_Exercise goal_
Pick out all lines with the word "async" from the records that follow.

_Records for processing_

//! Fixed-interval pacing for the acquisition loop

use std::time::Duration;
use tokio::time::Instant;

/// Paces a loop to a fixed frame interval without accumulating debt.
///
/// If an iteration overruns its deadline, the next deadline is recomputed from
/// the current time instead of bursting to catch up. Cadence is shed, never
/// made up.
#[derive(Debug)]
pub struct Pacer {
    interval: Duration,
    next_deadline: Instant,
}

impl Pacer {
    pub fn new(interval: Duration) -> Self {
        Self { interval, next_deadline: Instant::now() }
    }

    pub fn interval(&self) -> Duration {
        self.interval
    }

    /// Advance to the next deadline as seen at `now`.
    ///
    /// Returns how long to sleep, or `None` when the loop is running behind
    /// (in which case the schedule restarts from `now`).
    pub fn schedule(&mut self, now: Instant) -> Option<Duration> {
        self.next_deadline += self.interval;
        if self.next_deadline > now {
            Some(self.next_deadline - now)
        } else {
            self.next_deadline = now;
            None
        }
    }

    /// Sleep until the next deadline
    pub async fn wait(&mut self) {
        if let Some(delay) = self.schedule(Instant::now()) {
            tokio::time::sleep(delay).await;
        }
    }
}

#[cfg(test)]
mod tests {
    use super::*;

    #[tokio::test(start_paused = true)]
    async fn on_time_iterations_sleep_the_remainder() {
        let start = Instant::now();
        let mut pacer = Pacer::new(Duration::from_millis(100));

        let sleep = pacer.schedule(start + Duration::from_millis(30));
        assert_eq!(sleep, Some(Duration::from_millis(70)));
    }

    #[tokio::test(start_paused = true)]
    async fn overrun_resets_schedule_without_debt() {
        let start = Instant::now();
        let mut pacer = Pacer::new(Duration::from_millis(100));

        // A 350ms overrun must not produce three zero-length catch-up cycles.
        assert_eq!(pacer.schedule(start + Duration::from_millis(350)), None);
        assert_eq!(
            pacer.schedule(start + Duration::from_millis(360)),
            Some(Duration::from_millis(90))
        );
    }

    #[tokio::test(start_paused = true)]
    async fn wait_holds_target_rate() {
        let mut pacer = Pacer::new(Duration::from_millis(50));
        let start = Instant::now();
        for _ in 0..10 {
            pacer.wait().await;
        }
        let elapsed = start.elapsed();
        assert!(elapsed >= Duration::from_millis(500), "{elapsed:?}");
        assert!(elapsed < Duration::from_millis(520), "{elapsed:?}");
    }
}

_Written reply_
    pub async fn wait(&mut self) {
    async fn on_time_iterations_sleep_the_remainder() {
    async fn overrun_resets_schedule_without_debt() {
    async fn wait_holds_target_rate() {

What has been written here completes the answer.